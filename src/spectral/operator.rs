//! Graph Operators
//!
//! The filtering path only ever needs `y = L x`, so graph operators are
//! consumed through [`GraphOperator`] and never materialised as powers.

use super::SpectralDomain;
use crate::error::{ChebyshevError, Result};
use ndarray::linalg::general_mat_vec_mul;
use ndarray::{Array2, ArrayView1, ArrayView2, ArrayViewMut1, Zip};

/// A linear operator on graph signals (typically a Laplacian)
pub trait GraphOperator: Sync {
    /// `(rows, cols)` of the operator
    fn shape(&self) -> (usize, usize);

    /// Overwrite `y` with `L x`
    ///
    /// Callers guarantee `x.len() == cols` and `y.len() == rows`.
    fn apply(&self, x: ArrayView1<f64>, y: ArrayViewMut1<f64>);

    /// Number of vertices N, failing for non-square operators
    fn dim(&self) -> Result<usize> {
        let (rows, cols) = self.shape();
        if rows != cols {
            return Err(ChebyshevError::shape_mismatch("square operator", rows, cols));
        }
        Ok(rows)
    }
}

impl<O: GraphOperator + ?Sized> GraphOperator for &O {
    fn shape(&self) -> (usize, usize) {
        (**self).shape()
    }

    fn apply(&self, x: ArrayView1<f64>, y: ArrayViewMut1<f64>) {
        (**self).apply(x, y)
    }
}

impl GraphOperator for Array2<f64> {
    fn shape(&self) -> (usize, usize) {
        self.dim()
    }

    fn apply(&self, x: ArrayView1<f64>, mut y: ArrayViewMut1<f64>) {
        general_mat_vec_mul(1.0, self, &x, 0.0, &mut y);
    }
}

/// Sparse operator in coordinate form
#[derive(Debug, Clone, PartialEq)]
pub struct SparseOperator {
    /// Sparse representation: (row, col, value)
    entries: Vec<(usize, usize, f64)>,
    /// Matrix dimension
    n: usize,
}

impl SparseOperator {
    /// Build an `n × n` operator from triplets; duplicates are summed on apply
    pub fn from_triplets(n: usize, entries: Vec<(usize, usize, f64)>) -> Result<Self> {
        if let Some(&(i, j, _)) = entries.iter().find(|&&(i, j, _)| i >= n || j >= n) {
            return Err(ChebyshevError::shape_mismatch(
                format!("sparse entry ({i}, {j}) within operator"),
                n,
                i.max(j) + 1,
            ));
        }
        Ok(Self { entries, n })
    }

    /// Keep the non-zero entries of a dense square matrix
    pub fn from_dense(matrix: ArrayView2<f64>) -> Result<Self> {
        let (rows, cols) = matrix.dim();
        if rows != cols {
            return Err(ChebyshevError::shape_mismatch("square operator", rows, cols));
        }
        let entries = matrix
            .indexed_iter()
            .filter(|(_, &v)| v != 0.0)
            .map(|((i, j), &v)| (i, j, v))
            .collect();
        Ok(Self { entries, n: rows })
    }

    /// Diagonal operator
    pub fn diagonal(values: &[f64]) -> Self {
        let entries = values
            .iter()
            .enumerate()
            .filter(|(_, &v)| v != 0.0)
            .map(|(i, &v)| (i, i, v))
            .collect();
        Self {
            entries,
            n: values.len(),
        }
    }

    /// Number of stored entries
    pub fn nnz(&self) -> usize {
        self.entries.len()
    }

    /// Stored triplets
    pub fn entries(&self) -> &[(usize, usize, f64)] {
        &self.entries
    }
}

impl GraphOperator for SparseOperator {
    fn shape(&self) -> (usize, usize) {
        (self.n, self.n)
    }

    fn apply(&self, x: ArrayView1<f64>, mut y: ArrayViewMut1<f64>) {
        y.fill(0.0);
        for &(i, j, v) in &self.entries {
            y[i] += v * x[j];
        }
    }
}

/// `L' = 2L/λ_max - I`, applied lazily on top of a borrowed operator
///
/// The spectrum of `L'` lies in `[-1, 1]` whenever that of `L` lies in
/// `[0, λ_max]`.
#[derive(Debug, Clone, Copy)]
pub struct RescaledOperator<'a, O: ?Sized> {
    inner: &'a O,
    scale: f64,
    n: usize,
}

impl<'a, O: GraphOperator + ?Sized> RescaledOperator<'a, O> {
    /// Wrap `inner`, which must be square
    pub fn new(inner: &'a O, domain: &SpectralDomain) -> Result<Self> {
        let n = inner.dim()?;
        Ok(Self {
            inner,
            scale: 2.0 / domain.lambda_max(),
            n,
        })
    }
}

impl<O: GraphOperator + ?Sized> GraphOperator for RescaledOperator<'_, O> {
    fn shape(&self) -> (usize, usize) {
        (self.n, self.n)
    }

    fn apply(&self, x: ArrayView1<f64>, mut y: ArrayViewMut1<f64>) {
        self.inner.apply(x, y.view_mut());
        let scale = self.scale;
        Zip::from(&mut y).and(&x).for_each(|yi, &xi| *yi = scale * *yi - xi);
    }
}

□ □ □

_TASK_
Write the material above out in full, exactly as it reads.

_WRITTEN REPLY_
filename src/spectral/operator.rs
//! Graph Operators
//!
//! The filtering path only ever needs `y = L x`, so graph operators are
//! consumed through [`GraphOperator`] and never materialised as powers.

use super::SpectralDomain;
use crate::error::{ChebyshevError, Result};
use ndarray::linalg::general_mat_vec_mul;
use ndarray::{Array2, ArrayView1, ArrayView2, ArrayViewMut1, Zip};

/// A linear operator on graph signals (typically a Laplacian)
pub trait GraphOperator: Sync {
    /// `(rows, cols)` of the operator
    fn shape(&self) -> (usize, usize);

    /// Overwrite `y` with `L x`
    ///
    /// Callers guarantee `x.len() == cols` and `y.len() == rows`.
    fn apply(&self, x: ArrayView1<f64>, y: ArrayViewMut1<f64>);

    /// Number of vertices N, failing for non-square operators
    fn dim(&self) -> Result<usize> {
        let (rows, cols) = self.shape();
        if rows != cols {
            return Err(ChebyshevError::shape_mismatch("square operator", rows, cols));
        }
        Ok(rows)
    }
}

impl<O: GraphOperator + ?Sized> GraphOperator for &O {
    fn shape(&self) -> (usize, usize) {
        (**self).shape()
    }

    fn apply(&self, x: ArrayView1<f64>, y: ArrayViewMut1<f64>) {
        (**self).apply(x, y)
    }
}

impl GraphOperator for Array2<f64> {
    fn shape(&self) -> (usize, usize) {
        self.dim()
    }

    fn apply(&self, x: ArrayView1<f64>, mut y: ArrayViewMut1<f64>) {
        general_mat_vec_mul(1.0, self, &x, 0.0, &mut y);
    }
}

/// Sparse operator in coordinate form
#[derive(Debug, Clone, PartialEq)]
pub struct SparseOperator {
    /// Sparse representation: (row, col, value)
    entries: Vec<(usize, usize, f64)>,
    /// Matrix dimension
    n: usize,
}

impl SparseOperator {
    /// Build an `n × n` operator from triplets; duplicates are summed on apply
    pub fn from_triplets(n: usize, entries: Vec<(usize, usize, f64)>) -> Result<Self> {
        if let Some(&(i, j, _)) = entries.iter().find(|&&(i, j, _)| i >= n || j >= n) {
            return Err(ChebyshevError::shape_mismatch(
                format!("sparse entry ({i}, {j}) within operator"),
                n,
                i.max(j) + 1,
            ));
        }
        Ok(Self { entries, n })
    }

    /// Keep the non-zero entries of a dense square matrix
    pub fn from_dense(matrix: ArrayView2<f64>) -> Result<Self> {
        let (rows, cols) = matrix.dim();
        if rows != cols {
            return Err(ChebyshevError::shape_mismatch("square operator", rows, cols));
        }
        let entries = matrix
            .indexed_iter()
            .filter(|(_, &v)| v != 0.0)
            .map(|((i, j), &v)| (i, j, v))
            .collect();
        Ok(Self { entries, n: rows })
    }

    /// Diagonal operator
    pub fn diagonal(values: &[f64]) -> Self {
        let entries = values
            .iter()
            .enumerate()
            .filter(|(_, &v)| v != 0.0)
            .map(|(i, &v)| (i, i, v))
            .collect();
        Self {
            entries,
            n: values.len(),
        }
    }

    /// Number of stored entries
    pub fn nnz(&self) -> usize {
        self.entries.len()
    }

    /// Stored triplets
    pub fn entries(&self) -> &[(usize, usize, f64)] {
        &self.entries
    }
}

impl GraphOperator for SparseOperator {
    fn shape(&self) -> (usize, usize) {
        (self.n, self.n)
    }

    fn apply(&self, x: ArrayView1<f64>, mut y: ArrayViewMut1<f64>) {
        y.fill(0.0);
        for &(i, j, v) in &self.entries {
            y[i] += v * x[j];
        }
    }
}

/// `L' = 2L/λ_max - I`, applied lazily on top of a borrowed operator
///
/// The spectrum of `L'` lies in `[-1, 1]` whenever that of `L` lies in
/// `[0, λ_max]`.
#[derive(Debug, Clone, Copy)]
pub struct RescaledOperator<'a, O: ?Sized> {
    inner: &'a O,
    scale: f64,
    n: usize,
}

impl<'a, O: GraphOperator + ?Sized> RescaledOperator<'a, O> {
    /// Wrap `inner`, which must be square
    pub fn new(inner: &'a O, domain: &SpectralDomain) -> Result<Self> {
        let n = inner.dim()?;
        Ok(Self {
            inner,
            scale: 2.0 / domain.lambda_max(),
            n,
        })
    }
}

impl<O: GraphOperator + ?Sized> GraphOperator for RescaledOperator<'_, O> {
    fn shape(&self) -> (usize, usize) {
        (self.n, self.n)
    }

    fn apply(&self, x: ArrayView1<f64>, mut y: ArrayViewMut1<f64>) {
        self.inner.apply(x, y.view_mut());
        let scale = self.scale;
        Zip::from(&mut y).and(&x).for_each(|yi, &xi| *yi = scale * *yi - xi);
    }
}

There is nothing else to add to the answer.